┌─ Dataset content

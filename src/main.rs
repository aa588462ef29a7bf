mod audio;
mod render;
mod ui;
mod util;

use audio::controls::FilterControls;
use audio::{tap, tone};
use std::sync::Arc;
use ui::UiConfig;
use ui::settings::SettingsHandle;
use util::telemetry;

use tracing::{error, info};

fn main() {
    telemetry::init();
    info!("Ladderscope starting up");

    let settings = SettingsHandle::load_or_default();
    let (controls, tone_config) = {
        let manager = settings.borrow();
        let data = manager.settings();
        (data.controls(), data.tone_config())
    };
    let controls = Arc::new(FilterControls::new(controls));

    let (writer, reader) = tap::tap();
    let tone = match tone::spawn(tone_config, Arc::clone(&controls), writer) {
        Ok(handle) => Some(handle),
        Err(err) => {
            error!("[tone] {err:#}; the scope will stay empty");
            None
        }
    };

    if let Err(err) = ui::run(UiConfig::new(settings, controls, reader)) {
        error!("[ui] failed: {err}");
    }

    if let Some(tone) = tone {
        tone.stop();
    }
    info!("Ladderscope shut down");
}
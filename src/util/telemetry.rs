use std::sync::OnceLock;
use tracing::Level;
use tracing_subscriber::{EnvFilter, fmt};

static TELEMETRY_INIT: OnceLock<()> = OnceLock::new();

/// Installs the global subscriber; later calls are no-ops.
pub fn init() {
    TELEMETRY_INIT.get_or_init(|| {
        let env_filter = EnvFilter::try_from_default_env()
            .or_else(|_| EnvFilter::try_new("ladderscope=info"))
            .unwrap_or_else(|_| EnvFilter::default().add_directive(Level::INFO.into()));

        if let Err(err) = fmt()
            .with_env_filter(env_filter)
            .with_target(false)
            .compact()
            .try_init()
        {
            eprintln!("[telemetry] failed to initialise tracing subscriber: {err}");
        }
    });
}
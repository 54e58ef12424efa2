//! Declaration-level segmentation of Python source files
//!
//! Turns the text of one source file into an ordered sequence of
//! self-contained chunks: one per top-level function, async function, or
//! class, one for the conventional `if __name__ == "__main__":` block, plus
//! two synthetic aggregates collecting all imports and all top-level
//! variable bindings. Each invocation recomputes the full sequence from
//! scratch; no state carries across files.

mod builder;
mod classifier;
mod parser;

pub use parser::PythonParser;

use crate::error::SegmenterError;
use builder::ChunkBuilder;
use classifier::classify_module;
use serde::{Deserialize, Serialize};
use std::fmt;
use std::path::Path;

/// Display name of the aggregate chunk collecting top-level bindings
pub const GLOBALS_CHUNK_NAME: &str = "Global variables";

/// Display name of the aggregate chunk collecting import statements
pub const IMPORTS_CHUNK_NAME: &str = "Imports";

/// Display name of the script-entry block chunk
pub const ENTRY_POINT_CHUNK_NAME: &str = "Entry point";

/// The category a chunk belongs to, driving downstream handling
#[derive(Debug, Clone, Copy, PartialEq, Eq, Serialize, Deserialize)]
pub enum ChunkKind {
    Declaration,
    Import,
    Binding,
    EntryPointBlock,
}

impl fmt::Display for ChunkKind {
    fn fmt(&self, f: &mut fmt::Formatter<'_>) -> fmt::Result {
        let label = match self {
            ChunkKind::Declaration => "declaration",
            ChunkKind::Import => "import",
            ChunkKind::Binding => "binding",
            ChunkKind::EntryPointBlock => "entry-point",
        };
        f.write_str(label)
    }
}

/// One unit of segmented output
///
/// Chunks are created once per engine invocation and handed to the caller
/// by value; the engine holds no reference to them afterward.
#[derive(Debug, Clone, PartialEq, Eq, Serialize, Deserialize)]
pub struct Chunk {
    /// Category of this chunk
    pub kind: ChunkKind,
    /// Display name: the declared identifier, or a fixed label for
    /// aggregates and the entry-point block
    pub name: String,
    /// Extracted source for this unit. Declarations and the entry-point
    /// block have fully blank lines removed; aggregates keep the original
    /// line breaks, one statement per line.
    pub source_text: String,
    /// Base name of the originating file (not a path)
    pub file_name: String,
    /// 1-based inclusive start line; 0 for aggregate chunks
    pub start_line: usize,
    /// 1-based inclusive end line; 0 for aggregate chunks
    pub end_line: usize,
}

/// Non-fatal per-statement report accompanying a successful segmentation
#[derive(Debug, Clone, PartialEq, Eq)]
pub enum Diagnostic {
    /// A top-level statement that matched no known category
    UnrecognizedConstruct { construct: String, line: usize },
    /// A statement whose source text could not be extracted; it was dropped
    /// from the output rather than failing the whole file
    SkippedStatement { line: usize, reason: String },
}

impl fmt::Display for Diagnostic {
    fn fmt(&self, f: &mut fmt::Formatter<'_>) -> fmt::Result {
        match self {
            Diagnostic::UnrecognizedConstruct { construct, line } => {
                write!(f, "unrecognized top-level construct `{construct}` at line {line}")
            }
            Diagnostic::SkippedStatement { line, reason } => {
                write!(f, "skipped statement at line {line}: {reason}")
            }
        }
    }
}

/// Result of segmenting one source file
#[derive(Debug, Clone, Default, PartialEq, Eq)]
pub struct Segmentation {
    /// Chunks in source order, aggregates last
    pub chunks: Vec<Chunk>,
    /// Non-fatal reports produced during the pass
    pub diagnostics: Vec<Diagnostic>,
}

/// Segmentation engine holding a configured parser
///
/// Calls are independent: segmenting many files in sequence through one
/// `Segmenter` yields exactly the same output as a fresh engine per file.
pub struct Segmenter {
    parser: PythonParser,
}

impl Segmenter {
    pub fn new() -> Result<Self, SegmenterError> {
        Ok(Self {
            parser: PythonParser::new()?,
        })
    }

    /// Segment one source file into an ordered chunk sequence
    ///
    /// Fails with a parse error for syntactically invalid input, returning
    /// no partial result.
    pub fn segment(
        &mut self,
        source: &str,
        file_name: &str,
    ) -> Result<Segmentation, SegmenterError> {
        let tree = self.parser.parse(source)?;

        let mut builder = ChunkBuilder::new(source, file_name);
        for statement in classify_module(tree.root_node(), source) {
            builder.push(statement);
        }

        Ok(builder.finish())
    }
}

/// Segment source text with a fresh engine
pub fn segment(source: &str, file_name: &str) -> Result<Segmentation, SegmenterError> {
    Segmenter::new()?.segment(source, file_name)
}

/// Read a file and segment it, deriving the chunk file name from the path's
/// base name
pub fn segment_file(path: impl AsRef<Path>) -> Result<Segmentation, SegmenterError> {
    let path = path.as_ref();
    let source = std::fs::read_to_string(path)?;
    let file_name = path
        .file_name()
        .and_then(|name| name.to_str())
        .unwrap_or("unknown");

    segment(&source, file_name)
}

#[cfg(test)]
mod tests {
    use super::*;

    #[test]
    fn test_segment_simple_module() {
        let segmentation = segment("def f():\n    return 1\n", "test.py").unwrap();
        assert_eq!(segmentation.chunks.len(), 1);
        assert_eq!(segmentation.chunks[0].kind, ChunkKind::Declaration);
        assert_eq!(segmentation.chunks[0].name, "f");
    }

    #[test]
    fn test_segmenter_is_stateless_across_files() {
        let mut segmenter = Segmenter::new().unwrap();
        let first = segmenter.segment("import os\n", "a.py").unwrap();
        let second = segmenter.segment("x = 1\n", "b.py").unwrap();

        // Nothing from the first file leaks into the second
        assert_eq!(first.chunks.len(), 1);
        assert_eq!(first.chunks[0].name, IMPORTS_CHUNK_NAME);
        assert_eq!(second.chunks.len(), 1);
        assert_eq!(second.chunks[0].name, GLOBALS_CHUNK_NAME);
    }

    #[test]
    fn test_chunk_kind_display() {
        assert_eq!(ChunkKind::Declaration.to_string(), "declaration");
        assert_eq!(ChunkKind::EntryPointBlock.to_string(), "entry-point");
    }

    #[test]
    fn test_diagnostic_display() {
        let diagnostic = Diagnostic::UnrecognizedConstruct {
            construct: "while_statement".to_string(),
            line: 4,
        };
        assert_eq!(
            diagnostic.to_string(),
            "unrecognized top-level construct `while_statement` at line 4"
        );
    }

    #[test]
    fn test_chunk_serializes_to_json() {
        let chunk = Chunk {
            kind: ChunkKind::Declaration,
            name: "f".to_string(),
            source_text: "def f():\n    return 1".to_string(),
            file_name: "test.py".to_string(),
            start_line: 1,
            end_line: 2,
        };

        let json = serde_json::to_string(&chunk).unwrap();
        let restored: Chunk = serde_json::from_str(&json).unwrap();
        assert_eq!(chunk, restored);
    }
}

└─

§ What the exercise asks
Looking at the data above, show all lines where the word "filename" occurs.

§ Task solution
filename src/main.rs
filename src/util/telemetry.rs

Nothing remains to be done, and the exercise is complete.